Set down each entry exactly as it stands, without altering a single character.

━━ THE DATA ━━

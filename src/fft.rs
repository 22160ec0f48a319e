use std::cell::RefCell;
use std::sync::Arc;

use rustfft::num_complex::Complex;
use rustfft::{Fft, FftPlanner};

// One planner per thread so rayon workers never contend on it.
thread_local! {
    static PLANNER: RefCell<FftPlanner<f64>> = RefCell::new(FftPlanner::new());
}

fn plan(size: usize, inverse: bool) -> Arc<dyn Fft<f64>> {
    PLANNER.with(|planner| {
        let mut planner = planner.borrow_mut();
        if inverse {
            planner.plan_fft_inverse(size)
        } else {
            planner.plan_fft_forward(size)
        }
    })
}

/// Forward transform of a real signal; yields the `size / 2 + 1`
/// non-negative frequency bins.
pub struct ForwardRealFft {
    size: usize,
    fft: Arc<dyn Fft<f64>>,
    buffer: Vec<Complex<f64>>,
    scratch: Vec<Complex<f64>>,
}

impl ForwardRealFft {
    pub fn new(size: usize) -> Self {
        let fft = plan(size, false);
        let scratch = vec![Complex::new(0.0, 0.0); fft.get_inplace_scratch_len()];
        Self {
            size,
            fft,
            buffer: vec![Complex::new(0.0, 0.0); size],
            scratch,
        }
    }

    pub fn size(&self) -> usize {
        self.size
    }

    /// Transforms `input`, zero-padded or truncated to the FFT size.
    pub fn process(&mut self, input: &[f64]) -> &[Complex<f64>] {
        for (i, slot) in self.buffer.iter_mut().enumerate() {
            *slot = Complex::new(input.get(i).copied().unwrap_or(0.0), 0.0);
        }
        self.fft.process_with_scratch(&mut self.buffer, &mut self.scratch);
        &self.buffer[..=self.size / 2]
    }
}

/// Inverse transform of a Hermitian spectrum given by its non-negative bins.
/// The output is not normalised.
pub struct InverseRealFft {
    size: usize,
    fft: Arc<dyn Fft<f64>>,
    buffer: Vec<Complex<f64>>,
    scratch: Vec<Complex<f64>>,
    output: Vec<f64>,
}

impl InverseRealFft {
    pub fn new(size: usize) -> Self {
        let fft = plan(size, true);
        let scratch = vec![Complex::new(0.0, 0.0); fft.get_inplace_scratch_len()];
        Self {
            size,
            fft,
            buffer: vec![Complex::new(0.0, 0.0); size],
            scratch,
            output: vec![0.0; size],
        }
    }

    pub fn size(&self) -> usize {
        self.size
    }

    pub fn process(&mut self, half_spectrum: &[Complex<f64>]) -> &[f64] {
        let half = self.size / 2;
        for (k, slot) in self.buffer.iter_mut().enumerate().take(half + 1) {
            *slot = half_spectrum.get(k).copied().unwrap_or_default();
        }
        for k in 1..half {
            self.buffer[self.size - k] = self.buffer[k].conj();
        }
        self.fft.process_with_scratch(&mut self.buffer, &mut self.scratch);
        for (out, value) in self.output.iter_mut().zip(&self.buffer) {
            *out = value.re;
        }
        &self.output
    }
}

/// Minimum-phase spectrum from a log-amplitude half spectrum, computed by
/// folding the real cepstrum onto positive quefrencies.
pub struct MinimumPhase {
    size: usize,
    forward: ForwardRealFft,
    inverse: InverseRealFft,
    log_spectrum: Vec<Complex<f64>>,
    cepstrum: Vec<f64>,
    spectrum: Vec<Complex<f64>>,
}

impl MinimumPhase {
    pub fn new(size: usize) -> Self {
        Self {
            size,
            forward: ForwardRealFft::new(size),
            inverse: InverseRealFft::new(size),
            log_spectrum: vec![Complex::new(0.0, 0.0); size / 2 + 1],
            cepstrum: vec![0.0; size],
            spectrum: vec![Complex::new(0.0, 0.0); size / 2 + 1],
        }
    }

    pub fn size(&self) -> usize {
        self.size
    }

    /// `log_amplitude` holds `ln|H(k)|` for `k = 0..=size/2`.
    pub fn process(&mut self, log_amplitude: &[f64]) -> &[Complex<f64>] {
        let half = self.size / 2;
        for (slot, &value) in self.log_spectrum.iter_mut().zip(log_amplitude) {
            *slot = Complex::new(value, 0.0);
        }

        let raw = self.inverse.process(&self.log_spectrum);
        self.cepstrum[0] = raw[0];
        for i in 1..half {
            self.cepstrum[i] = 2.0 * raw[i];
        }
        self.cepstrum[half] = raw[half];
        for value in self.cepstrum[half + 1..].iter_mut() {
            *value = 0.0;
        }

        let scale = self.size as f64;
        let folded = self.forward.process(&self.cepstrum);
        for (slot, value) in self.spectrum.iter_mut().zip(folded) {
            *slot = Complex::from_polar((value.re / scale).exp(), value.im / scale);
        }
        &self.spectrum
    }
}

/// Rotates a length-`n` buffer by `n / 2` so that time zero lands in the
/// middle.
pub fn fftshift(input: &[f64], output: &mut [f64]) {
    let n = input.len();
    let half = n / 2;
    for (i, slot) in output.iter_mut().enumerate().take(n) {
        *slot = input[(i + half) % n];
    }
}

#[cfg(test)]
mod tests {
    use super::*;

    #[test]
    fn test_forward_inverse_roundtrip_scale() {
        let signal: Vec<f64> = (0..16).map(|i| (i as f64 * 0.7).sin()).collect();
        let mut forward = ForwardRealFft::new(16);
        let spectrum = forward.process(&signal).to_vec();
        assert_eq!(spectrum.len(), 9);

        let mut inverse = InverseRealFft::new(16);
        let restored = inverse.process(&spectrum);
        for (a, b) in signal.iter().zip(restored) {
            assert!((a - b / 16.0).abs() < 1e-10);
        }
    }

    #[test]
    fn test_forward_zero_pads() {
        let mut forward = ForwardRealFft::new(8);
        let spectrum = forward.process(&[1.0]);
        for bin in spectrum {
            assert!((bin.re - 1.0).abs() < 1e-12);
            assert!(bin.im.abs() < 1e-12);
        }
    }

    #[test]
    fn test_minimum_phase_keeps_magnitude_and_is_causal() {
        let size = 64;
        let log_amplitude: Vec<f64> = (0..=size / 2)
            .map(|k| {
                let phase = 2.0 * std::f64::consts::PI * 4.0 * k as f64 / size as f64;
                (1.0 + 0.8 * phase.cos()).ln()
            })
            .collect();
        let mut minimum_phase = MinimumPhase::new(size);
        let spectrum = minimum_phase.process(&log_amplitude).to_vec();
        for (bin, &log_amp) in spectrum.iter().zip(&log_amplitude) {
            assert!((bin.norm().ln() - log_amp).abs() < 1e-9);
        }

        let mut inverse = InverseRealFft::new(size);
        let response = inverse.process(&spectrum);
        let head: f64 = response[..size / 2].iter().map(|v| v * v).sum();
        let tail: f64 = response[size * 3 / 4..].iter().map(|v| v * v).sum();
        assert!(tail < head * 1e-3, "head {head} tail {tail}");
    }

    #[test]
    fn test_fftshift() {
        let input = [0.0, 1.0, 2.0, 3.0];
        let mut output = [0.0; 4];
        fftshift(&input, &mut output);
        assert_eq!(output, [2.0, 3.0, 0.0, 1.0]);
    }
}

━━━

● WRITTEN RESPONSE:
filename src/fft.rs
repository 22160ec0f48a319e
use std::cell::RefCell;
use std::sync::Arc;

use rustfft::num_complex::Complex;
use rustfft::{Fft, FftPlanner};

// One planner per thread so rayon workers never contend on it.
thread_local! {
    static PLANNER: RefCell<FftPlanner<f64>> = RefCell::new(FftPlanner::new());
}

fn plan(size: usize, inverse: bool) -> Arc<dyn Fft<f64>> {
    PLANNER.with(|planner| {
        let mut planner = planner.borrow_mut();
        if inverse {
            planner.plan_fft_inverse(size)
        } else {
            planner.plan_fft_forward(size)
        }
    })
}

/// Forward transform of a real signal; yields the `size / 2 + 1`
/// non-negative frequency bins.
pub struct ForwardRealFft {
    size: usize,
    fft: Arc<dyn Fft<f64>>,
    buffer: Vec<Complex<f64>>,
    scratch: Vec<Complex<f64>>,
}

impl ForwardRealFft {
    pub fn new(size: usize) -> Self {
        let fft = plan(size, false);
        let scratch = vec![Complex::new(0.0, 0.0); fft.get_inplace_scratch_len()];
        Self {
            size,
            fft,
            buffer: vec![Complex::new(0.0, 0.0); size],
            scratch,
        }
    }

    pub fn size(&self) -> usize {
        self.size
    }

    /// Transforms `input`, zero-padded or truncated to the FFT size.
    pub fn process(&mut self, input: &[f64]) -> &[Complex<f64>] {
        for (i, slot) in self.buffer.iter_mut().enumerate() {
            *slot = Complex::new(input.get(i).copied().unwrap_or(0.0), 0.0);
        }
        self.fft.process_with_scratch(&mut self.buffer, &mut self.scratch);
        &self.buffer[..=self.size / 2]
    }
}

/// Inverse transform of a Hermitian spectrum given by its non-negative bins.
/// The output is not normalised.
pub struct InverseRealFft {
    size: usize,
    fft: Arc<dyn Fft<f64>>,
    buffer: Vec<Complex<f64>>,
    scratch: Vec<Complex<f64>>,
    output: Vec<f64>,
}

impl InverseRealFft {
    pub fn new(size: usize) -> Self {
        let fft = plan(size, true);
        let scratch = vec![Complex::new(0.0, 0.0); fft.get_inplace_scratch_len()];
        Self {
            size,
            fft,
            buffer: vec![Complex::new(0.0, 0.0); size],
            scratch,
            output: vec![0.0; size],
        }
    }

    pub fn size(&self) -> usize {
        self.size
    }

    pub fn process(&mut self, half_spectrum: &[Complex<f64>]) -> &[f64] {
        let half = self.size / 2;
        for (k, slot) in self.buffer.iter_mut().enumerate().take(half + 1) {
            *slot = half_spectrum.get(k).copied().unwrap_or_default();
        }
        for k in 1..half {
            self.buffer[self.size - k] = self.buffer[k].conj();
        }
        self.fft.process_with_scratch(&mut self.buffer, &mut self.scratch);
        for (out, value) in self.output.iter_mut().zip(&self.buffer) {
            *out = value.re;
        }
        &self.output
    }
}

/// Minimum-phase spectrum from a log-amplitude half spectrum, computed by
/// folding the real cepstrum onto positive quefrencies.
pub struct MinimumPhase {
    size: usize,
    forward: ForwardRealFft,
    inverse: InverseRealFft,
    log_spectrum: Vec<Complex<f64>>,
    cepstrum: Vec<f64>,
    spectrum: Vec<Complex<f64>>,
}

impl MinimumPhase {
    pub fn new(size: usize) -> Self {
        Self {
            size,
            forward: ForwardRealFft::new(size),
            inverse: InverseRealFft::new(size),
            log_spectrum: vec![Complex::new(0.0, 0.0); size / 2 + 1],
            cepstrum: vec![0.0; size],
            spectrum: vec![Complex::new(0.0, 0.0); size / 2 + 1],
        }
    }

    pub fn size(&self) -> usize {
        self.size
    }

    /// `log_amplitude` holds `ln|H(k)|` for `k = 0..=size/2`.
    pub fn process(&mut self, log_amplitude: &[f64]) -> &[Complex<f64>] {
        let half = self.size / 2;
        for (slot, &value) in self.log_spectrum.iter_mut().zip(log_amplitude) {
            *slot = Complex::new(value, 0.0);
        }

        let raw = self.inverse.process(&self.log_spectrum);
        self.cepstrum[0] = raw[0];
        for i in 1..half {
            self.cepstrum[i] = 2.0 * raw[i];
        }
        self.cepstrum[half] = raw[half];
        for value in self.cepstrum[half + 1..].iter_mut() {
            *value = 0.0;
        }

        let scale = self.size as f64;
        let folded = self.forward.process(&self.cepstrum);
        for (slot, value) in self.spectrum.iter_mut().zip(folded) {
            *slot = Complex::from_polar((value.re / scale).exp(), value.im / scale);
        }
        &self.spectrum
    }
}

/// Rotates a length-`n` buffer by `n / 2` so that time zero lands in the
/// middle.
pub fn fftshift(input: &[f64], output: &mut [f64]) {
    let n = input.len();
    let half = n / 2;
    for (i, slot) in output.iter_mut().enumerate().take(n) {
        *slot = input[(i + half) % n];
    }
}

#[cfg(test)]
mod tests {
    use super::*;

    #[test]
    fn test_forward_inverse_roundtrip_scale() {
        let signal: Vec<f64> = (0..16).map(|i| (i as f64 * 0.7).sin()).collect();
        let mut forward = ForwardRealFft::new(16);
        let spectrum = forward.process(&signal).to_vec();
        assert_eq!(spectrum.len(), 9);

        let mut inverse = InverseRealFft::new(16);
        let restored = inverse.process(&spectrum);
        for (a, b) in signal.iter().zip(restored) {
            assert!((a - b / 16.0).abs() < 1e-10);
        }
    }

    #[test]
    fn test_forward_zero_pads() {
        let mut forward = ForwardRealFft::new(8);
        let spectrum = forward.process(&[1.0]);
        for bin in spectrum {
            assert!((bin.re - 1.0).abs() < 1e-12);
            assert!(bin.im.abs() < 1e-12);
        }
    }

    #[test]
    fn test_minimum_phase_keeps_magnitude_and_is_causal() {
        let size = 64;
        let log_amplitude: Vec<f64> = (0..=size / 2)
            .map(|k| {
                let phase = 2.0 * std::f64::consts::PI * 4.0 * k as f64 / size as f64;
                (1.0 + 0.8 * phase.cos()).ln()
            })
            .collect();
        let mut minimum_phase = MinimumPhase::new(size);
        let spectrum = minimum_phase.process(&log_amplitude).to_vec();
        for (bin, &log_amp) in spectrum.iter().zip(&log_amplitude) {
            assert!((bin.norm().ln() - log_amp).abs() < 1e-9);
        }

        let mut inverse = InverseRealFft::new(size);
        let response = inverse.process(&spectrum);
        let head: f64 = response[..size / 2].iter().map(|v| v * v).sum();
        let tail: f64 = response[size * 3 / 4..].iter().map(|v| v * v).sum();
        assert!(tail < head * 1e-3, "head {head} tail {tail}");
    }

    #[test]
    fn test_fftshift() {
        let input = [0.0, 1.0, 2.0, 3.0];
        let mut output = [0.0; 4];
        fftshift(&input, &mut output);
        assert_eq!(output, [2.0, 3.0, 0.0, 1.0]);
    }
}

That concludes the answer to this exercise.